The truth is, I do see my family, and I am fortunate enough to get to spend more time with them than most, however, sometimes it doesn’t feel like that because I have to reject my children when they want my attention when I’m working. It can be exhausting.
What’s even worse, is my children have historically gotten mixed signals from me. This is because sometimes I’m working on something that cannot be interrupted, and other times I’m not. So it feels a lot like “daddy’s mood roulette” from their perspective, and I hate that. To help with this, we instituted a rule that has made a big difference. When Daddy is wearing headphones, don’t talk to him. This has two key benefits.
My family now knows, without question, when I’m available, and when I’m not.
I have found that everyone has become frustrated much less, simply because everyone knows when I need space to work. When my kids see my headphones, they don’t talk to me, unless there’s a problem.
My headphones deaden the noise in the room.
As I write this, I’m literally wearing headphones, and earplugs. This 1-2 punch drowns out almost all noise created by Frozen 2 playing on our TV. If I need to, I’ll also turn on some ambient music, and become 100% isolated.
You have to be consistent with the message. If you’re wearing headphones, it’s zero-tolerance. The answer is “no, I’m not available”. If you are inconsistent with this message, this will not work.
You also have to remember to remove the headphones when you can be interrupted. I usually do this when I’m doing “light work”, such as checking emails, reading notifications, etc.
Stop Working When You’re Done
This sounds so simple, but as a society, we are trained that we put our butts in a chair at 8 AM, and remain in that chair until 5 PM. This is, hands down, the worst thing about traditional office life, and is 100% why I went through everything I did to get out of it.
When was the last time, as an office worker, were you actually productive for 8 solid hours? As-in you sat down, worked, and stopped 8 hours later? How many days in a row did you do it before you found yourself dozing off at your desk at 2 PM? How long before your work started to dwindle? How was your mood?
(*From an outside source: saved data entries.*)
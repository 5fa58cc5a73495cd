// ============================================================
// Layer 2 — EvaluateUseCase
// ============================================================
// Scores a saved checkpoint on a validation corpus:
//
//   Step 1: Validate the configuration
//   Step 2: Load the vocabulary and the validation set
//   Step 3: Rebuild the model and load {checkpoint}.params
//   Step 4: One evaluation pass → loss and perplexity
//
// The model flags must describe the architecture the
// checkpoint was trained with.

use anyhow::Result;
use serde::{Deserialize, Serialize};

use crate::application::config::{positive, ConfigError, ModelSettings};
use crate::application::train_use_case::load_dataset;
use crate::data::vocab::Vocabulary;
use crate::domain::metrics::EvalSummary;
use crate::ml::evaluator::run_evaluation;

#[derive(Debug, Clone, PartialEq, Serialize, Deserialize)]
pub struct EvalConfig {
    /// Checkpoint prefix; `{checkpoint}.params` is read
    pub checkpoint:      String,
    pub vocab_file:      String,
    pub valid_data_path: String,
    pub batch_size:      usize,
    pub sort_pool_size:  usize,
    /// 0 = CPU, otherwise the default GPU
    pub n_gpus:          usize,
    #[serde(flatten)]
    pub model:           ModelSettings,
}

impl EvalConfig {
    pub fn validate(&self) -> Result<(), ConfigError> {
        self.model.validate()?;
        positive("batch_size", self.batch_size)?;
        positive("sort_pool_size", self.sort_pool_size)
    }
}

pub struct EvaluateUseCase {
    config: EvalConfig,
}

impl EvaluateUseCase {
    pub fn new(config: EvalConfig) -> Self {
        Self { config }
    }

    pub fn execute(&self) -> Result<EvalSummary> {
        let cfg = &self.config;
        cfg.validate()?;

        let vocab = Vocabulary::from_file(&cfg.vocab_file)?;
        let valid = load_dataset(&cfg.valid_data_path, &vocab, cfg.model.max_seq_len)?;

        run_evaluation(cfg, valid, vocab.size(), vocab.pad_id())
    }
}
The 40-hour work-week is bull-crap. It’s unsustainable, archaic, and has no place in the modern office lifestyle. Now that you work from home, you won’t feel as much societal pressure to sit at your desk and stare at cat memes for 3 hours. For the love of god, please flex this muscle.
I bet your company wants you to bring your best work to the table, and if you’re like me, your best work is limited to 2-4 hours of “deep work” before quality begins to degrade.
Embrace that reality. Kick ass on your deep work, send the necessary messages to everyone else, and get the hell out of there. If you do this consistently, you’ll find that you are able to get more done, with more consistency, in less time than you have ever done before.